//! Scope-rooted breadth-first traversal producing the visualization projection.
//!
//! Expansion proceeds level by level from the records matching the scope.
//! Nodes are deduplicated by label; edges never are, so a relation reached
//! twice is emitted twice. Store errors below the scope query only prune the
//! branch they occur on.

use std::collections::HashMap;

use chrono::{DateTime, Utc};

use oam_core::scope::domain_in_scope;
use oam_core::{Asset, AssetKind, AssetRecord, Relation};
use oam_graph::{GraphQuery, StoreError};

use crate::identity::{derive_identity, NodeIdentity};
use crate::policy::policy_for;
use crate::types::{Edge, Node, VizData};

/// Reverse-lookup relations whose newly found sources are not expanded further.
const PTR_RELATION: &str = "ptr_record";

#[derive(Debug, Clone, Copy, PartialEq, Eq)]
enum Direction {
    Outgoing,
    Incoming,
}

/// Walk the graph outward from `scope` as of `cutoff`.
///
/// Returns an empty projection when the scope is empty or the scope query
/// itself fails.
pub fn traverse<G: GraphQuery>(
    store: &G,
    scope: &[String],
    cutoff: Option<DateTime<Utc>>,
) -> VizData {
    if scope.is_empty() {
        return VizData::default();
    }

    let roots: Vec<Asset> = scope.iter().map(Asset::fqdn).collect();
    let frontier = match store.find_by_scope(&roots, cutoff) {
        Ok(records) => records,
        Err(e) => {
            tracing::warn!(error = %e, "Scope query failed; returning empty projection");
            return VizData::default();
        }
    };

    let mut traversal = Traversal {
        store,
        scope,
        cutoff,
        nodes: Vec::new(),
        node_index: HashMap::new(),
        edges: Vec::new(),
    };
    traversal.run(frontier);

    VizData {
        nodes: traversal.nodes,
        edges: traversal.edges,
    }
}

/// State local to one traversal call.
struct Traversal<'a, G> {
    store: &'a G,
    scope: &'a [String],
    cutoff: Option<DateTime<Utc>>,
    nodes: Vec<Node>,
    /// Label → index into `nodes`.
    node_index: HashMap<String, usize>,
    edges: Vec<Edge>,
}

impl<'a, G: GraphQuery> Traversal<'a, G> {
    fn run(&mut self, mut frontier: Vec<AssetRecord>) {
        let mut level = 0usize;
        while !frontier.is_empty() {
            tracing::debug!(level, frontier = frontier.len(), "Expanding traversal level");

            let mut next = Vec::new();
            for record in frontier {
                self.expand(&record, &mut next);
            }
            frontier = next;
            level += 1;
        }
        tracing::debug!(
            nodes = self.nodes.len(),
            edges = self.edges.len(),
            levels = level,
            "Traversal complete"
        );
    }

    fn expand(&mut self, record: &AssetRecord, next: &mut Vec<AssetRecord>) {
        let Some(identity) = derive_identity(self.store, record, self.cutoff) else {
            return;
        };
        let (index, _) = self.intern(&identity);

        let policy = policy_for(identity.kind);
        if policy.follow_outgoing {
            self.follow(record, index, Direction::Outgoing, policy.outgoing_labels, next);
        }

        let in_scope =
            identity.kind == AssetKind::Fqdn && domain_in_scope(&identity.label, self.scope);
        if policy.follows_incoming(in_scope) {
            self.follow(record, index, Direction::Incoming, policy.incoming_labels, next);
        }
    }

    /// Follow the relations of `record` in one direction, recording an edge
    /// for every resolvable neighbor and queueing neighbors seen for the
    /// first time.
    fn follow(
        &mut self,
        record: &AssetRecord,
        index: usize,
        direction: Direction,
        labels: &[&str],
        next: &mut Vec<AssetRecord>,
    ) {
        let relations = match direction {
            Direction::Outgoing => self.store.outgoing_relations(record, self.cutoff, labels),
            Direction::Incoming => self.store.incoming_relations(record, self.cutoff, labels),
        };
        let relations = match relations {
            Ok(relations) => relations,
            Err(e) => {
                log_pruned(&e, record, "relation query");
                return;
            }
        };

        for relation in relations {
            let neighbor_id = match direction {
                Direction::Outgoing => &relation.to,
                Direction::Incoming => &relation.from,
            };
            let neighbor = match self.store.find_by_id(neighbor_id, self.cutoff) {
                Ok(neighbor) => neighbor,
                Err(e) => {
                    log_pruned(&e, record, "neighbor lookup");
                    continue;
                }
            };
            let Some(identity) = derive_identity(self.store, &neighbor, self.cutoff) else {
                continue;
            };

            let (neighbor_index, is_new) = self.intern(&identity);
            if is_new && expands_further(direction, &relation) {
                next.push(neighbor);
            }

            let (from, to) = match direction {
                Direction::Outgoing => (index, neighbor_index),
                Direction::Incoming => (neighbor_index, index),
            };
            self.edges.push(Edge {
                from,
                to,
                label: relation.relation_type.clone(),
                title: relation.relation_type,
            });
        }
    }

    /// Index for `identity`, assigning the next one on first sight.
    fn intern(&mut self, identity: &NodeIdentity) -> (usize, bool) {
        if let Some(&index) = self.node_index.get(&identity.label) {
            return (index, false);
        }

        let index = self.nodes.len();
        self.node_index.insert(identity.label.clone(), index);
        self.nodes.push(Node {
            id: index,
            node_type: identity.kind,
            label: identity.label.clone(),
            title: identity.title(),
        });
        (index, true)
    }
}

fn expands_further(direction: Direction, relation: &Relation) -> bool {
    direction == Direction::Outgoing || relation.relation_type != PTR_RELATION
}

fn log_pruned(error: &StoreError, record: &AssetRecord, step: &str) {
    match error {
        StoreError::NotFound { .. } => {
            tracing::debug!(id = %record.id, step, error = %error, "Pruned traversal branch")
        }
        _ => tracing::warn!(id = %record.id, step, error = %error, "Pruned traversal branch"),
    }
}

WHAT TO WORK ON: The answer should be all the entries, restated with no word changed.

ANSWER TO THIS PROBLEM:
//! Scope-rooted breadth-first traversal producing the visualization projection.
//!
//! Expansion proceeds level by level from the records matching the scope.
//! Nodes are deduplicated by label; edges never are, so a relation reached
//! twice is emitted twice. Store errors below the scope query only prune the
//! branch they occur on.

use std::collections::HashMap;

use chrono::{DateTime, Utc};

use oam_core::scope::domain_in_scope;
use oam_core::{Asset, AssetKind, AssetRecord, Relation};
use oam_graph::{GraphQuery, StoreError};

use crate::identity::{derive_identity, NodeIdentity};
use crate::policy::policy_for;
use crate::types::{Edge, Node, VizData};

/// Reverse-lookup relations whose newly found sources are not expanded further.
const PTR_RELATION: &str = "ptr_record";

#[derive(Debug, Clone, Copy, PartialEq, Eq)]
enum Direction {
    Outgoing,
    Incoming,
}

/// Walk the graph outward from `scope` as of `cutoff`.
///
/// Returns an empty projection when the scope is empty or the scope query
/// itself fails.
pub fn traverse<G: GraphQuery>(
    store: &G,
    scope: &[String],
    cutoff: Option<DateTime<Utc>>,
) -> VizData {
    if scope.is_empty() {
        return VizData::default();
    }

    let roots: Vec<Asset> = scope.iter().map(Asset::fqdn).collect();
    let frontier = match store.find_by_scope(&roots, cutoff) {
        Ok(records) => records,
        Err(e) => {
            tracing::warn!(error = %e, "Scope query failed; returning empty projection");
            return VizData::default();
        }
    };

    let mut traversal = Traversal {
        store,
        scope,
        cutoff,
        nodes: Vec::new(),
        node_index: HashMap::new(),
        edges: Vec::new(),
    };
    traversal.run(frontier);

    VizData {
        nodes: traversal.nodes,
        edges: traversal.edges,
    }
}

/// State local to one traversal call.
struct Traversal<'a, G> {
    store: &'a G,
    scope: &'a [String],
    cutoff: Option<DateTime<Utc>>,
    nodes: Vec<Node>,
    /// Label → index into `nodes`.
    node_index: HashMap<String, usize>,
    edges: Vec<Edge>,
}

impl<'a, G: GraphQuery> Traversal<'a, G> {
    fn run(&mut self, mut frontier: Vec<AssetRecord>) {
        let mut level = 0usize;
        while !frontier.is_empty() {
            tracing::debug!(level, frontier = frontier.len(), "Expanding traversal level");

            let mut next = Vec::new();
            for record in frontier {
                self.expand(&record, &mut next);
            }
            frontier = next;
            level += 1;
        }
        tracing::debug!(
            nodes = self.nodes.len(),
            edges = self.edges.len(),
            levels = level,
            "Traversal complete"
        );
    }

    fn expand(&mut self, record: &AssetRecord, next: &mut Vec<AssetRecord>) {
        let Some(identity) = derive_identity(self.store, record, self.cutoff) else {
            return;
        };
        let (index, _) = self.intern(&identity);

        let policy = policy_for(identity.kind);
        if policy.follow_outgoing {
            self.follow(record, index, Direction::Outgoing, policy.outgoing_labels, next);
        }

        let in_scope =
            identity.kind == AssetKind::Fqdn && domain_in_scope(&identity.label, self.scope);
        if policy.follows_incoming(in_scope) {
            self.follow(record, index, Direction::Incoming, policy.incoming_labels, next);
        }
    }

    /// Follow the relations of `record` in one direction, recording an edge
    /// for every resolvable neighbor and queueing neighbors seen for the
    /// first time.
    fn follow(
        &mut self,
        record: &AssetRecord,
        index: usize,
        direction: Direction,
        labels: &[&str],
        next: &mut Vec<AssetRecord>,
    ) {
        let relations = match direction {
            Direction::Outgoing => self.store.outgoing_relations(record, self.cutoff, labels),
            Direction::Incoming => self.store.incoming_relations(record, self.cutoff, labels),
        };
        let relations = match relations {
            Ok(relations) => relations,
            Err(e) => {
                log_pruned(&e, record, "relation query");
                return;
            }
        };

        for relation in relations {
            let neighbor_id = match direction {
                Direction::Outgoing => &relation.to,
                Direction::Incoming => &relation.from,
            };
            let neighbor = match self.store.find_by_id(neighbor_id, self.cutoff) {
                Ok(neighbor) => neighbor,
                Err(e) => {
                    log_pruned(&e, record, "neighbor lookup");
                    continue;
                }
            };
            let Some(identity) = derive_identity(self.store, &neighbor, self.cutoff) else {
                continue;
            };

            let (neighbor_index, is_new) = self.intern(&identity);
            if is_new && expands_further(direction, &relation) {
                next.push(neighbor);
            }

            let (from, to) = match direction {
                Direction::Outgoing => (index, neighbor_index),
                Direction::Incoming => (neighbor_index, index),
            };
            self.edges.push(Edge {
                from,
                to,
                label: relation.relation_type.clone(),
                title: relation.relation_type,
            });
        }
    }

    /// Index for `identity`, assigning the next one on first sight.
    fn intern(&mut self, identity: &NodeIdentity) -> (usize, bool) {
        if let Some(&index) = self.node_index.get(&identity.label) {
            return (index, false);
        }

        let index = self.nodes.len();
        self.node_index.insert(identity.label.clone(), index);
        self.nodes.push(Node {
            id: index,
            node_type: identity.kind,
            label: identity.label.clone(),
            title: identity.title(),
        });
        (index, true)
    }
}

fn expands_further(direction: Direction, relation: &Relation) -> bool {
    direction == Direction::Outgoing || relation.relation_type != PTR_RELATION
}

fn log_pruned(error: &StoreError, record: &AssetRecord, step: &str) {
    match error {
        StoreError::NotFound { .. } => {
            tracing::debug!(id = %record.id, step, error = %error, "Pruned traversal branch")
        }
        _ => tracing::warn!(id = %record.id, step, error = %error, "Pruned traversal branch"),
    }
}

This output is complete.